## THE TASK
Among the entries below, how many lines contain "failed"? Answer with the number only.

## DATASET EXTRACT
-*-*-
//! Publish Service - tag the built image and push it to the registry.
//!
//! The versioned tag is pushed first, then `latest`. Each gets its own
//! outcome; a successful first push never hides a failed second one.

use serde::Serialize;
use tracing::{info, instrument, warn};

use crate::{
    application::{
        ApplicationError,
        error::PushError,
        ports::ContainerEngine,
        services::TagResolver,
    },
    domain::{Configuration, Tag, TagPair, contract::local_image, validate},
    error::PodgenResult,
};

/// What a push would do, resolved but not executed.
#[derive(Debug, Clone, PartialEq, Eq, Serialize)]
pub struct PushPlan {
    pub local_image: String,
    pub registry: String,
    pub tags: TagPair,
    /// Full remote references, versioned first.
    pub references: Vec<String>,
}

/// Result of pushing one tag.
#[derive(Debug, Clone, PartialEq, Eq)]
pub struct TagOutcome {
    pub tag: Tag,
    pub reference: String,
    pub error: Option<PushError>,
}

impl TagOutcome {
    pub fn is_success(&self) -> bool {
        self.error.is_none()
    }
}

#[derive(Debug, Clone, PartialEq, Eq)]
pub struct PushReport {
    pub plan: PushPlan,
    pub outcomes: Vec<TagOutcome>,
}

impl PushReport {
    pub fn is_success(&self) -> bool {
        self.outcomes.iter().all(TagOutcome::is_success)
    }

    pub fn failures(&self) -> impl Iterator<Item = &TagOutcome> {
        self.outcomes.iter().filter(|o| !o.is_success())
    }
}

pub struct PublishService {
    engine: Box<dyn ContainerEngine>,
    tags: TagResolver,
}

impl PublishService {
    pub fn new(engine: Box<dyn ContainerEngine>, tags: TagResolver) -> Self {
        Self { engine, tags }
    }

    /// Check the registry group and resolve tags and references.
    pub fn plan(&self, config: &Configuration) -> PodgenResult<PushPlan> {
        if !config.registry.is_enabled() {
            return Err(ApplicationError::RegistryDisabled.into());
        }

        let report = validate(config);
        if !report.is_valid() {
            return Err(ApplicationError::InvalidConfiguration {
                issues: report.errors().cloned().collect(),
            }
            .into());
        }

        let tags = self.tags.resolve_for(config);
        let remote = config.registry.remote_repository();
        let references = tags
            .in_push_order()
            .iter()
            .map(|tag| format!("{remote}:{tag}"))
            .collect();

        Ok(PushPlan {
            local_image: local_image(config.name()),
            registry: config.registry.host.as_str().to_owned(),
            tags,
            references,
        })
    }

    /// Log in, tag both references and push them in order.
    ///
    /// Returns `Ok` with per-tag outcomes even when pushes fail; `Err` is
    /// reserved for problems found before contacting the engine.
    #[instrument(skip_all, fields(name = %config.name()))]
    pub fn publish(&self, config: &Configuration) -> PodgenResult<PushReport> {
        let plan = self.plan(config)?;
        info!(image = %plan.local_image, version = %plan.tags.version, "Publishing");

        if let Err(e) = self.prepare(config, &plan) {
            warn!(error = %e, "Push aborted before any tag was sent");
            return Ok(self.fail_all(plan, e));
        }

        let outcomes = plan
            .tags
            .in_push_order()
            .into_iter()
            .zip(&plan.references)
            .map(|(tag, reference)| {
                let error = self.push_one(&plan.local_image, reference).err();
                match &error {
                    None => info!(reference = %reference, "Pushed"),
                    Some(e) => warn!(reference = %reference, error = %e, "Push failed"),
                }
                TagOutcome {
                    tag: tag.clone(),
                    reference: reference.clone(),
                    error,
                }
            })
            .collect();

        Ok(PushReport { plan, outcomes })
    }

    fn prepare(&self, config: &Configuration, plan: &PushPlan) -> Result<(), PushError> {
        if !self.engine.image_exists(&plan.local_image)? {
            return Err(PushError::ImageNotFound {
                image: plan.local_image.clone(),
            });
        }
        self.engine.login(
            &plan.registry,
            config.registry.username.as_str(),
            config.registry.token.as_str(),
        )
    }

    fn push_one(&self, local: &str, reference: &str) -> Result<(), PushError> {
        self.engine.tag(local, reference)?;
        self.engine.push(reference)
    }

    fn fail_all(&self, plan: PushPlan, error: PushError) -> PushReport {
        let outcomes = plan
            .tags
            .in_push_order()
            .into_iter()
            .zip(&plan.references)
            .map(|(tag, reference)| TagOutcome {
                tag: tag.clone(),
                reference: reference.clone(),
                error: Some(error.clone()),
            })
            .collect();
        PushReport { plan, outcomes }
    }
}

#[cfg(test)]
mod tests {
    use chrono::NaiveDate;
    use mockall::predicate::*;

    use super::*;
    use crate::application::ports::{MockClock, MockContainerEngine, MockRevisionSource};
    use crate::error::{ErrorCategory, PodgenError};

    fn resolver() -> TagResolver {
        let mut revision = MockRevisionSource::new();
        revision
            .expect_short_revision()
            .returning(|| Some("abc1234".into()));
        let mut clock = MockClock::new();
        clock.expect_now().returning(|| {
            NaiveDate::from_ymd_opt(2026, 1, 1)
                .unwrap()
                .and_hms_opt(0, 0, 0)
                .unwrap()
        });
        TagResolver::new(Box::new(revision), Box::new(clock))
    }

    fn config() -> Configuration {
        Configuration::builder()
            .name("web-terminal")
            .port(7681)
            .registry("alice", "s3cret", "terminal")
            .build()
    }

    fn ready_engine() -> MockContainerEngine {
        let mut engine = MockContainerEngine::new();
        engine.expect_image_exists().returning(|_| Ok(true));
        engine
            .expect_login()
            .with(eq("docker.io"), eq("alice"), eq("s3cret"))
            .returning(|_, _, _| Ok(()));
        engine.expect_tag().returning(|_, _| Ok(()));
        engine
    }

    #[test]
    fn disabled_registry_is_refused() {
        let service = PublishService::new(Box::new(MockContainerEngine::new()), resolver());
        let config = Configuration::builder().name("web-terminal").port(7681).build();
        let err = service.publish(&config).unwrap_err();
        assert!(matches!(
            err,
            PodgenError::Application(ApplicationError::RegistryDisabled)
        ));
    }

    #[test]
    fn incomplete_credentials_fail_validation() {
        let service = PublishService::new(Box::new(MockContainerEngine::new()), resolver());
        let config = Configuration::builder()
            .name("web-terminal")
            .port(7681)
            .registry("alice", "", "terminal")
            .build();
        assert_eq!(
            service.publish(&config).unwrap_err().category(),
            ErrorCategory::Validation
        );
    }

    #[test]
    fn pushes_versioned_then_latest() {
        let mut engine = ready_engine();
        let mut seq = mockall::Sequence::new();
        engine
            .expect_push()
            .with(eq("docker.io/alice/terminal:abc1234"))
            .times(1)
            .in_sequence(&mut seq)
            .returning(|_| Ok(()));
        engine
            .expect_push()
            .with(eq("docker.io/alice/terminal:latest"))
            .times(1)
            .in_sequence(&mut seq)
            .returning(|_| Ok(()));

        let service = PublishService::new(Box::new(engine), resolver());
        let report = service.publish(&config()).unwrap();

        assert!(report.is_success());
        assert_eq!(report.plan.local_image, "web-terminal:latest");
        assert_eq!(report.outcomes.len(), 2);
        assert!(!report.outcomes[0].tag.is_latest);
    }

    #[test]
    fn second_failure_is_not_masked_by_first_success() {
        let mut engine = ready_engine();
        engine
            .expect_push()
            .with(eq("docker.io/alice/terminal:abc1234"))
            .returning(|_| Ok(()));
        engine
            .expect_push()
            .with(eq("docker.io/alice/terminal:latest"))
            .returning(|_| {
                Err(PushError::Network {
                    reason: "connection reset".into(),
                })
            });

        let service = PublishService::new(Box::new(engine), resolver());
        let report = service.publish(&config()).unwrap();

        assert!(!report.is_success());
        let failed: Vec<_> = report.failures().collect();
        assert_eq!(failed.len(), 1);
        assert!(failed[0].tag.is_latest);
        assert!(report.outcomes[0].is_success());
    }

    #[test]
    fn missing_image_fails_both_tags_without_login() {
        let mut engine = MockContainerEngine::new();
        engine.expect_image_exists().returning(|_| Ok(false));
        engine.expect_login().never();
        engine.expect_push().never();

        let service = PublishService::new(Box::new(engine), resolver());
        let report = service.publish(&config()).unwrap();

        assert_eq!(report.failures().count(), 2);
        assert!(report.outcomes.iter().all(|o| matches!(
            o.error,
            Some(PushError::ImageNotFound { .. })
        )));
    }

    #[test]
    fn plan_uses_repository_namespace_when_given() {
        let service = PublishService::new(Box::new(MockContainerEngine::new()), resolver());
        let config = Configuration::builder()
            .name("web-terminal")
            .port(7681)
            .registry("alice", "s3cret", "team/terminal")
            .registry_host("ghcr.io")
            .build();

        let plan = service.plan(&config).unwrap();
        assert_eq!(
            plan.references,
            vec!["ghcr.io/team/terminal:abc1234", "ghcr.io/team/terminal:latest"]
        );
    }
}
-*-*-
## RESULT OF THIS EXERCISE
5